V. E. Schwab’s A Darker Shade of Magic tells the story of four parallel Londons, each linked and locked by magic, each with its own history and relationship with magic. Within each of those worlds, there are only two people—Kell and Holland—who can walk across the worlds. Only two people who can see these other worlds and report back and forth. Or, at least, we think there’s only two who can travel between them.
Throughout the book, Schwab plays with the idea of distorted reflections. The various Londons are all distorted reflections of each other: each are very different, but each are wed together by peculiar bones, similarities of names and fixtures of space. The two travelers who can walk between these Londons are also distorted reflections of each other. Both are brilliant, secretive, complicated men bound to the rulers of their London. Both live lives where they are valuable tools as much as they are independent people. But Kell, from Red London, is young and brooding and nostalgic for a life he’d wish he’d lived. And Holland, from White London, is older, and ruthlessly, viciously pragmatic in pursuit of his goals.
Everything about A Darker Shade of Magic is contrasted sharply with Grey London—our London—a London which exists without magic. Schwab’s masterful and tragic opening scene sets up the dynamic between Grey London and the other Londons in a way that beautifully sets the stage for everything to follow. Kell visits Grey London with news. On his way out, as an act of mercy, or pity, or both, he visits Mad King George. It’s clear from their interaction that they have known each other for years, and that the knowledge of other Londons and magic has thrown King George’s life completely off-kilter. It’s also clear that, while Kell knows this, and knows that he is part of this, that he is reckless with it. This is a tale of obsession and sacrifice, and all of that is spelled out in those opening interactions Kell has.

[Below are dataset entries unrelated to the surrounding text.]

//! Type metadata for the fieldpath reflective field walker.
//!
//! This crate describes what the walker needs to know about a type: its
//! [`MetadataKind`], whether it is a reference type, and the byte offset,
//! type, mutability and ownership strength of every field. The description is
//! consumed through the [`TypeIntrospect`] trait, so the walker does not care
//! where it comes from. [`Reflection`] implements it over static
//! [`TypeInfo`] tables, which `#[derive(Reflect)]` generates for Rust types.
//!
//! # Example
//!
//! ```
//! use fieldpath_types::{Bump, Reflection, TypeIntrospect, type_of};
//!
//! let names = Bump::new();
//! let ty = type_of::<(i64, bool)>();
//! assert_eq!(Reflection.recursive_field_count(ty), 2);
//! assert_eq!(Reflection.field_at(ty, 1, &names).name, "1");
//! ```

#![no_std]
extern crate alloc;

pub mod invariant;

mod info;
mod introspect;
mod kind;
mod options;
mod reflect;
mod registry;

pub use info::{FieldInfo, Strength, TypeHandle, TypeInfo};
pub use introspect::{FieldRecord, Reflection, TypeIntrospect};
pub use kind::MetadataKind;
pub use options::EachFieldOptions;
pub use reflect::{Reflect, type_of};
pub use registry::TypeRegistry;

// Re-exported so derived code and downstream crates agree on the arena type.
pub use bumpalo::Bump;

Grey London also gives us the heart of the book: Lila Bard, hungry thief and sharp-tongued street rat who dresses in men’s clothes and dreams of being a pirate. Kell and Holland are interesting characters, but Lila was what I was reading for. She is smart, and she is alone, and she can smell danger on the breeze, but she has absolutely no safety net. She is a girl with hidden talents just breaking through caught in a mess not of her making, drawing on strengths she did not know she had. She is a wonderful and lively character. When her life and Kell’s grow tangled, they cut a blood-soaked trail from one London to the next, plagued by an artifact they only half understand, while hunted by the sadistic rulers of White London—a London hungry for power and dominance.

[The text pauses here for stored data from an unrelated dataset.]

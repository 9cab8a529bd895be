//! Key-path components and their 32-bit headers.
//!
//! A component header packs a 7-bit discriminator, a 24-bit payload and the
//! end-of-reference-prefix flag into one word:
//!
//! ```text
//!  31  30      24 23                      0
//! [E] [discrim.  ] [payload                ]
//! ```
//!
//! Stored (`struct` / `class`) components split the payload again into a
//! mutable flag (bit 23) and a 23-bit offset. Offsets above
//! [`ComponentHeader::MAXIMUM_OFFSET_PAYLOAD`] are written as the
//! [`ComponentHeader::OUT_OF_LINE_OFFSET_PAYLOAD`] sentinel followed by a
//! 32-bit offset word.

use core::fmt;

use fieldpath_types::{internal_invariant, internal_invariant_failure};

use crate::builder::Builder;
use crate::error::HeaderError;

/// What a component does to the value it is applied to.
#[derive(Copy, Clone, Debug, PartialEq, Eq, Hash)]
pub enum ComponentKind {
    /// References an externally defined property whose descriptor says how
    /// to interact with it.
    External,
    /// Projects within the storage of the outer value, like a stored field
    /// of a struct.
    Struct,
    /// Projects from the referenced storage, like a stored field of a class.
    Class,
    /// Projects through a getter/setter pair.
    Computed,
    /// Returns `None` if the input is `None`, else projects the wrapped value.
    OptionalChain,
    /// Traps if the input is `None`, else projects the wrapped value.
    OptionalForce,
    /// Wraps the value in an optional.
    OptionalWrap,
}

/// Where a stored field lives relative to its root.
#[derive(Copy, Clone, Debug, PartialEq, Eq, Hash)]
pub enum StructOrClass {
    Struct,
    Class,
}

/// Decoded offset of a stored component.
#[derive(Copy, Clone, Debug, PartialEq, Eq, Hash)]
pub enum StoredOffset {
    Inline(u32),
    OutOfLine(u32),
    UnresolvedField,
    UnresolvedIndirect,
}

impl StoredOffset {
    pub const fn resolved(self) -> Option<u32> {
        match self {
            StoredOffset::Inline(offset) | StoredOffset::OutOfLine(offset) => Some(offset),
            StoredOffset::UnresolvedField | StoredOffset::UnresolvedIndirect => None,
        }
    }
}

/// The 32-bit header word of a component.
#[derive(Copy, Clone, PartialEq, Eq, Hash)]
#[repr(transparent)]
pub struct ComponentHeader(u32);

static_assertions::assert_eq_size!(ComponentHeader, u32);

impl ComponentHeader {
    pub const SIZE: usize = size_of::<u32>();

    pub const PAYLOAD_MASK: u32 = 0x00FF_FFFF;
    pub const DISCRIMINATOR_MASK: u32 = 0x7F00_0000;
    pub const DISCRIMINATOR_SHIFT: u32 = 24;

    pub const EXTERNAL_TAG: u32 = 0;
    pub const STRUCT_TAG: u32 = 1;
    pub const COMPUTED_TAG: u32 = 2;
    pub const CLASS_TAG: u32 = 3;
    pub const OPTIONAL_TAG: u32 = 4;

    pub const OPTIONAL_CHAIN_PAYLOAD: u32 = 0;
    pub const OPTIONAL_WRAP_PAYLOAD: u32 = 1;
    pub const OPTIONAL_FORCE_PAYLOAD: u32 = 2;

    pub const END_OF_REFERENCE_PREFIX_FLAG: u32 = 0x8000_0000;

    pub const STORED_MUTABLE_FLAG: u32 = 0x0080_0000;
    pub const STORED_OFFSET_PAYLOAD_MASK: u32 = 0x007F_FFFF;
    pub const MAXIMUM_OFFSET_PAYLOAD: u32 = 0x007F_FFFB;
    pub const UNRESOLVED_FIELD_OFFSET_PAYLOAD: u32 = 0x007F_FFFC;
    pub const OUT_OF_LINE_OFFSET_PAYLOAD: u32 = 0x007F_FFFD;
    pub const UNRESOLVED_INDIRECT_OFFSET_PAYLOAD: u32 = 0x007F_FFFE;

    /// Padding after a 4-byte header so that a following pointer-sized
    /// field is aligned.
    pub const POINTER_ALIGNMENT_SKEW: usize = size_of::<usize>() - size_of::<u32>();

    pub const fn from_raw(raw: u32) -> Self {
        ComponentHeader(raw)
    }

    pub const fn raw(self) -> u32 {
        self.0
    }

    pub fn new(discriminator: u32, payload: u32) -> Self {
        let mut header = ComponentHeader(0);
        header.set_discriminator(discriminator);
        header.set_payload(payload);
        header
    }

    /// Header of a stored component whose offset fits inline.
    pub fn stored(kind: StructOrClass, mutable: bool, inline_offset: u32) -> Self {
        let discriminator = match kind {
            StructOrClass::Struct => Self::STRUCT_TAG,
            StructOrClass::Class => Self::CLASS_TAG,
        };
        internal_invariant!(
            inline_offset <= Self::MAXIMUM_OFFSET_PAYLOAD,
            "inline offset {inline_offset:#x} doesn't fit"
        );
        let payload = inline_offset | if mutable { Self::STORED_MUTABLE_FLAG } else { 0 };
        Self::new(discriminator, payload)
    }

    /// Encodes a stored component, moving the offset out of line when it
    /// does not fit the payload.
    pub fn encode_stored(kind: StructOrClass, mutable: bool, offset: u32) -> (Self, Option<u32>) {
        if offset <= Self::MAXIMUM_OFFSET_PAYLOAD {
            return (Self::stored(kind, mutable, offset), None);
        }
        let mut header = Self::stored(kind, mutable, 0);
        header.set_stored_offset_payload(Self::OUT_OF_LINE_OFFSET_PAYLOAD);
        (header, Some(offset))
    }

    /// Header of an optional-chain, -force or -wrap component.
    pub fn optional(kind: ComponentKind) -> Self {
        let payload = match kind {
            ComponentKind::OptionalChain => Self::OPTIONAL_CHAIN_PAYLOAD,
            ComponentKind::OptionalWrap => Self::OPTIONAL_WRAP_PAYLOAD,
            ComponentKind::OptionalForce => Self::OPTIONAL_FORCE_PAYLOAD,
            other => internal_invariant_failure!("{other:?} is not an optional component"),
        };
        Self::new(Self::OPTIONAL_TAG, payload)
    }

    pub const fn discriminator(self) -> u32 {
        (self.0 & Self::DISCRIMINATOR_MASK) >> Self::DISCRIMINATOR_SHIFT
    }

    pub fn set_discriminator(&mut self, discriminator: u32) {
        let shifted = discriminator << Self::DISCRIMINATOR_SHIFT;
        internal_invariant!(
            discriminator <= Self::DISCRIMINATOR_MASK >> Self::DISCRIMINATOR_SHIFT,
            "discriminator {discriminator} doesn't fit"
        );
        self.0 = (self.0 & !Self::DISCRIMINATOR_MASK) | (shifted & Self::DISCRIMINATOR_MASK);
    }

    pub const fn payload(self) -> u32 {
        self.0 & Self::PAYLOAD_MASK
    }

    pub fn set_payload(&mut self, payload: u32) {
        internal_invariant!(
            payload & Self::PAYLOAD_MASK == payload,
            "payload {payload:#x} too big"
        );
        self.0 = (self.0 & !Self::PAYLOAD_MASK) | (payload & Self::PAYLOAD_MASK);
    }

    pub fn stored_offset_payload(self) -> u32 {
        internal_invariant!(self.is_stored(), "not a stored component");
        self.0 & Self::STORED_OFFSET_PAYLOAD_MASK
    }

    pub fn set_stored_offset_payload(&mut self, payload: u32) {
        internal_invariant!(self.is_stored(), "not a stored component");
        internal_invariant!(
            payload & Self::STORED_OFFSET_PAYLOAD_MASK == payload,
            "payload {payload:#x} too big"
        );
        self.0 = (self.0 & !Self::STORED_OFFSET_PAYLOAD_MASK)
            | (payload & Self::STORED_OFFSET_PAYLOAD_MASK);
    }

    pub fn is_stored_mutable(self) -> bool {
        internal_invariant!(self.is_stored(), "not a stored component");
        self.0 & Self::STORED_MUTABLE_FLAG != 0
    }

    pub const fn end_of_reference_prefix(self) -> bool {
        self.0 & Self::END_OF_REFERENCE_PREFIX_FLAG != 0
    }

    pub fn set_end_of_reference_prefix(&mut self, value: bool) {
        if value {
            self.0 |= Self::END_OF_REFERENCE_PREFIX_FLAG;
        } else {
            self.0 &= !Self::END_OF_REFERENCE_PREFIX_FLAG;
        }
    }

    pub fn with_end_of_reference_prefix(mut self, value: bool) -> Self {
        self.set_end_of_reference_prefix(value);
        self
    }

    const fn is_stored(self) -> bool {
        matches!(self.discriminator(), Self::STRUCT_TAG | Self::CLASS_TAG)
    }

    /// Looks the (discriminator, payload) pair up in the component table.
    pub const fn try_kind(self) -> Result<ComponentKind, HeaderError> {
        match (self.discriminator(), self.payload()) {
            (Self::EXTERNAL_TAG, _) => Ok(ComponentKind::External),
            (Self::STRUCT_TAG, _) => Ok(ComponentKind::Struct),
            (Self::CLASS_TAG, _) => Ok(ComponentKind::Class),
            (Self::COMPUTED_TAG, _) => Ok(ComponentKind::Computed),
            (Self::OPTIONAL_TAG, Self::OPTIONAL_CHAIN_PAYLOAD) => Ok(ComponentKind::OptionalChain),
            (Self::OPTIONAL_TAG, Self::OPTIONAL_WRAP_PAYLOAD) => Ok(ComponentKind::OptionalWrap),
            (Self::OPTIONAL_TAG, Self::OPTIONAL_FORCE_PAYLOAD) => Ok(ComponentKind::OptionalForce),
            (discriminator, payload) => Err(HeaderError::InvalidComponent {
                raw: self.0,
                discriminator,
                payload,
            }),
        }
    }

    /// The component kind. An invalid header is an internal consistency
    /// failure.
    pub fn kind(self) -> ComponentKind {
        match self.try_kind() {
            Ok(kind) => kind,
            Err(error) => internal_invariant_failure!("{error}"),
        }
    }

    /// Decodes the offset of a stored component. `body` holds the bytes
    /// following the header.
    pub fn try_stored_offset(self, body: &[u8]) -> Result<StoredOffset, HeaderError> {
        match self.stored_offset_payload() {
            Self::OUT_OF_LINE_OFFSET_PAYLOAD => read_u32(body, 0).map(StoredOffset::OutOfLine),
            Self::UNRESOLVED_FIELD_OFFSET_PAYLOAD => Ok(StoredOffset::UnresolvedField),
            Self::UNRESOLVED_INDIRECT_OFFSET_PAYLOAD => Ok(StoredOffset::UnresolvedIndirect),
            inline => Ok(StoredOffset::Inline(inline)),
        }
    }

    /// Total size of the component this header starts, trailing words included.
    pub fn try_component_size(self) -> Result<usize, HeaderError> {
        match self.try_kind()? {
            ComponentKind::Struct | ComponentKind::Class
                if self.stored_offset_payload() == Self::OUT_OF_LINE_OFFSET_PAYLOAD =>
            {
                Ok(Self::SIZE + size_of::<u32>())
            }
            ComponentKind::Struct
            | ComponentKind::Class
            | ComponentKind::OptionalChain
            | ComponentKind::OptionalForce
            | ComponentKind::OptionalWrap => Ok(Self::SIZE),
            kind @ (ComponentKind::Computed | ComponentKind::External) => {
                Err(HeaderError::Unsized { kind })
            }
        }
    }
}

impl fmt::Debug for ComponentHeader {
    fn fmt(&self, f: &mut fmt::Formatter<'_>) -> fmt::Result {
        f.debug_struct("ComponentHeader")
            .field("raw", &format_args!("{:#010x}", self.0))
            .field("discriminator", &self.discriminator())
            .field("payload", &format_args!("{:#x}", self.payload()))
            .field("end_of_reference_prefix", &self.end_of_reference_prefix())
            .finish()
    }
}

pub(crate) fn read_u32(bytes: &[u8], at: usize) -> Result<u32, HeaderError> {
    let needed = at + size_of::<u32>();
    match bytes.get(at..needed) {
        Some(word) => {
            let mut raw = [0; 4];
            raw.copy_from_slice(word);
            Ok(u32::from_ne_bytes(raw))
        }
        None => Err(HeaderError::Truncated {
            needed,
            available: bytes.len(),
        }),
    }
}

/// A component as laid out in a key-path buffer: its header plus the bytes
/// that follow it.
#[derive(Copy, Clone, Debug, PartialEq, Eq)]
pub struct RawComponent<'a> {
    pub header: ComponentHeader,
    pub body: &'a [u8],
}

impl<'a> RawComponent<'a> {
    pub fn new(header: ComponentHeader, body: &'a [u8]) -> Self {
        RawComponent { header, body }
    }

    /// Splits the component starting at the front of `bytes` from the rest.
    pub fn try_parse(bytes: &'a [u8]) -> Result<(Self, &'a [u8]), HeaderError> {
        let header = ComponentHeader::from_raw(read_u32(bytes, 0)?);
        let size = header.try_component_size()?;
        if bytes.len() < size {
            return Err(HeaderError::Truncated {
                needed: size,
                available: bytes.len(),
            });
        }
        let (component, rest) = bytes.split_at(size);
        Ok((RawComponent::new(header, &component[ComponentHeader::SIZE..]), rest))
    }

    pub fn kind(&self) -> ComponentKind {
        self.header.kind()
    }

    /// Resolved byte offset of a stored component; `None` for other kinds or
    /// unresolved offsets.
    pub fn stored_offset(&self) -> Option<u32> {
        match self.kind() {
            ComponentKind::Struct | ComponentKind::Class => {
                match self.header.try_stored_offset(self.body) {
                    Ok(offset) => offset.resolved(),
                    Err(error) => internal_invariant_failure!("{error}"),
                }
            }
            _ => None,
        }
    }

    /// Appends a copy of this component to `buffer`.
    pub fn clone_into(&self, buffer: &mut Builder<'_>, end_of_reference_prefix: bool) {
        let header = self.header.with_end_of_reference_prefix(end_of_reference_prefix);
        match header.kind() {
            ComponentKind::Struct | ComponentKind::Class => {
                buffer.push(header);
                if header.stored_offset_payload() == ComponentHeader::OUT_OF_LINE_OFFSET_PAYLOAD {
                    match read_u32(self.body, 0) {
                        Ok(offset) => buffer.push(offset),
                        Err(error) => internal_invariant_failure!("{error}"),
                    }
                }
            }
            ComponentKind::OptionalChain
            | ComponentKind::OptionalForce
            | ComponentKind::OptionalWrap => buffer.push(header),
            // Field metadata has no getter/setter to build these from.
            ComponentKind::Computed => {
                panic!("key paths to computed properties can't be built from field metadata")
            }
            ComponentKind::External => {
                internal_invariant_failure!("external components should have been instantiated away")
            }
        }
    }
}

impl fmt::Display for RawComponent<'_> {
    fn fmt(&self, f: &mut fmt::Formatter<'_>) -> fmt::Result {
        match self.kind() {
            kind @ (ComponentKind::Struct | ComponentKind::Class) => {
                let tag = if kind == ComponentKind::Struct { "struct" } else { "class" };
                match self.header.try_stored_offset(self.body) {
                    Ok(StoredOffset::Inline(offset)) => write!(f, "{tag} +{offset}")?,
                    Ok(StoredOffset::OutOfLine(offset)) => write!(f, "{tag} +{offset} (out of line)")?,
                    Ok(StoredOffset::UnresolvedField) => write!(f, "{tag} +?field")?,
                    Ok(StoredOffset::UnresolvedIndirect) => write!(f, "{tag} +?indirect")?,
                    Err(error) => write!(f, "{tag} <{error}>")?,
                }
                if self.header.is_stored_mutable() {
                    f.write_str(", mutable")?;
                }
                Ok(())
            }
            ComponentKind::OptionalChain => f.write_str("?"),
            ComponentKind::OptionalForce => f.write_str("!"),
            ComponentKind::OptionalWrap => f.write_str("wrap?"),
            ComponentKind::Computed => f.write_str("computed"),
            ComponentKind::External => f.write_str("external"),
        }
    }
}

V. E. Schwab has two enormous strengths going for her in this book: first, she can write; second, she can fascinate. She constructs effortlessly emotional sentences. For example, when she writes that Lila “would rather steal a thing outright than be indebted to kindness,” I laughed, but my heart broke in the same moment. And she is just as good with worldbuilding: “Kell—inspired by the lost city known to all as Black London—had given each remaining capital a color. Grey for the magicless city. Red, for the healthy empire. White, for the starving world.” She has a way of quickly, efficiently punctuating her prose with these asides that cut you to ribbons and emotionally fill in the gaps and leave you craving more.

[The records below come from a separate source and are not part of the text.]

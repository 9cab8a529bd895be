//! End-to-end: metadata service through to read-back of compiled buffers.

#![allow(dead_code)]

use std::mem::offset_of;

use bumpalo::Bump;
use fieldpath::types::FieldRecord;
use fieldpath::{
    ComponentHeader, ComponentKind, EachFieldOptions, KeyPathBuffer, KeyPathVariant,
    MetadataKind, Reflect, TypeIntrospect, compile_field_key_paths, compile_field_key_paths_of,
    visit_fields,
};
use pretty_assertions::assert_eq;

fn init_test_logging() {
    use tracing_subscriber::{EnvFilter, fmt};

    let _ = fmt()
        .with_env_filter(EnvFilter::try_from_default_env().unwrap_or_else(|_| EnvFilter::new("debug")))
        .with_test_writer()
        .try_init();
}

#[derive(Reflect)]
#[reflect(crate = fieldpath::types)]
#[repr(C)]
struct MyStruct {
    x: i64,
    y: f64,
    z: Option<bool>,
    w: i16,
}

#[test]
fn my_struct_yields_four_stored_key_paths() {
    init_test_logging();
    for options in [EachFieldOptions::empty(), EachFieldOptions::IGNORE_UNKNOWN] {
        assert_eq!(my_struct_key_paths(options), expected_my_struct_key_paths(), "{options:?}");
    }
    assert_eq!(
        [offset_of!(MyStruct, x), offset_of!(MyStruct, y), offset_of!(MyStruct, z), offset_of!(MyStruct, w)],
        [0, 8, 16, 18]
    );
}

fn expected_my_struct_key_paths() -> Vec<(String, Option<u32>, KeyPathVariant)> {
    vec![
        ("x".to_string(), Some(offset_of!(MyStruct, x) as u32), KeyPathVariant::Writable),
        ("y".to_string(), Some(offset_of!(MyStruct, y) as u32), KeyPathVariant::Writable),
        ("z".to_string(), Some(offset_of!(MyStruct, z) as u32), KeyPathVariant::Writable),
        ("w".to_string(), Some(offset_of!(MyStruct, w) as u32), KeyPathVariant::Writable),
    ]
}

fn my_struct_key_paths(options: EachFieldOptions) -> Vec<(String, Option<u32>, KeyPathVariant)> {
    let mut seen = Vec::new();
    let complete = compile_field_key_paths_of::<MyStruct, _>(options, |name, key_path| {
        let buffer = key_path.buffer();
        let header = buffer.header();
        assert!(header.is_trivial());
        assert!(!header.has_reference_prefix());
        assert_eq!(header.size(), buffer.capacity() - size_of::<usize>());

        let components: Vec<_> = key_path.components().collect::<Result<_, _>>().unwrap();
        assert_eq!(components.len(), 1);
        assert_eq!(components[0].kind(), ComponentKind::Struct);
        assert!(!components[0].header.end_of_reference_prefix());

        seen.push((name.to_string(), components[0].stored_offset(), key_path.variant()));
        true
    });

    assert!(complete);
    seen
}

/// A metadata service over opaque type tokens, standing in for a foreign
/// runtime. Field names are synthesized per call.
struct Catalog;

#[derive(Copy, Clone, Debug, PartialEq, Eq)]
enum Ty {
    Record,
    Widget,
    Int,
    Closure,
}

const RECORD_FIELDS: [(Ty, usize, bool); 3] = [
    (Ty::Int, 0, true),
    (Ty::Closure, 8, true),
    (Ty::Int, 0x0200_0000, false),
];

impl TypeIntrospect for Catalog {
    type Type = Ty;

    fn is_reference_type(&self, ty: Ty) -> bool {
        ty == Ty::Widget
    }

    fn raw_metadata_kind(&self, ty: Ty) -> usize {
        match ty {
            Ty::Record | Ty::Int => 0x200,
            Ty::Widget => 0,
            // Not a code any runtime reports.
            Ty::Closure => 0x7777,
        }
    }

    fn recursive_field_count(&self, ty: Ty) -> usize {
        match ty {
            Ty::Record => RECORD_FIELDS.len(),
            Ty::Widget => 1,
            _ => 0,
        }
    }

    fn field_at<'n>(&self, ty: Ty, index: usize, names: &'n Bump) -> FieldRecord<'n, Ty> {
        let (field_ty, _, is_var) = match ty {
            Ty::Record => RECORD_FIELDS[index],
            _ => (Ty::Int, 0, true),
        };
        FieldRecord {
            name: bumpalo::format!(in names, "field{}", index).into_bump_str(),
            ty: field_ty,
            is_var,
            is_strong: true,
        }
    }

    fn field_offset(&self, ty: Ty, index: usize) -> usize {
        match ty {
            Ty::Record => RECORD_FIELDS[index].1,
            _ => 16,
        }
    }
}

#[test]
fn foreign_service_unknown_kinds_decode_to_unknown() {
    let mut kinds = Vec::new();
    assert!(visit_fields(&Catalog, Ty::Record, EachFieldOptions::empty(), |field| {
        kinds.push((field.name.to_string(), field.kind));
        true
    }));
    assert_eq!(
        kinds,
        [
            ("field0".to_string(), MetadataKind::Struct),
            ("field1".to_string(), MetadataKind::Unknown),
            ("field2".to_string(), MetadataKind::Struct),
        ]
    );
}

#[test]
fn foreign_service_large_offsets_go_out_of_line() {
    init_test_logging();
    let mut key_paths = Vec::new();
    assert!(compile_field_key_paths(&Catalog, Ty::Record, EachFieldOptions::IGNORE_UNKNOWN, |name, key_path| {
        key_paths.push((name.to_string(), key_path));
        true
    }));
    let names: Vec<_> = key_paths.iter().map(|(name, _)| name.as_str()).collect();
    assert_eq!(names, ["field0", "field2"]);

    let far = &key_paths[1].1;
    assert_eq!(far.variant(), KeyPathVariant::ReadOnly);
    assert_eq!(far.buffer().capacity(), KeyPathBuffer::HEADER_SIZE + 8);
    assert_eq!(far.stored_offset(), Some(0x0200_0000));
    let component = far.components().next().unwrap().unwrap();
    assert_eq!(
        component.header.stored_offset_payload(),
        ComponentHeader::OUT_OF_LINE_OFFSET_PAYLOAD
    );
    assert!(!component.header.is_stored_mutable());
}

#[test]
fn foreign_service_gating() {
    let mut calls = 0;
    assert!(!compile_field_key_paths(&Catalog, Ty::Widget, EachFieldOptions::empty(), |_, _| {
        calls += 1;
        true
    }));
    assert_eq!(calls, 0);
    assert!(compile_field_key_paths(&Catalog, Ty::Widget, EachFieldOptions::CLASS_TYPE, |_, key_path| {
        calls += 1;
        key_path.stored_offset() == Some(16)
    }));
    assert_eq!(calls, 1);
}

#[test]
fn cloned_components_rebuild_the_same_buffer() {
    let mut original = None;
    compile_field_key_paths(&Catalog, Ty::Record, EachFieldOptions::IGNORE_UNKNOWN, |_, key_path| {
        original = Some(key_path);
        true
    });
    let original = original.unwrap();
    let source = original.buffer();

    let copy = KeyPathBuffer::create(source.capacity(), |builder| {
        builder.push_header(source.header());
        for component in source.components() {
            component.unwrap().clone_into(builder, false);
        }
    });
    assert_eq!(copy.as_bytes(), source.as_bytes());
    assert_eq!(copy.header().size(), 8);
}

#[test]
fn compilation_runs_on_many_threads() {
    let handles: Vec<_> = (0..4)
        .map(|_| {
            std::thread::spawn(|| {
                let mut count = 0;
                compile_field_key_paths_of::<MyStruct, _>(EachFieldOptions::empty(), |_, _| {
                    count += 1;
                    true
                });
                count
            })
        })
        .collect();
    for handle in handles {
        assert_eq!(handle.join().unwrap(), 4);
    }
}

I loved this book. It wasn’t perfect—the plot took too long to fall into place, which meant the pacing was uneven, but the story and the world was fascinating enough that I kept going anyway. I wanted to know more about the histories and cultures of each of the other three Londons. Why do they have different languages? Why is the magic distributed differently across them? What, exactly, happened in Black London?
A Darker Shade of Magic is great fun. It’s exciting and adventurous, with a rich and evocative world. Plus Lila Bard, the fast-talking pants-wearing pickpocket is my new book crush for the foreseeable future.
B R Sanders is a white, genderqueer speculative fiction writer who lives and works in Denver, Colorado, with their family and two cats. Outside of writing, B has worked as a research psychologist, a labor organizer and a K–12 public education data specialist. They write about queer elves, mostly.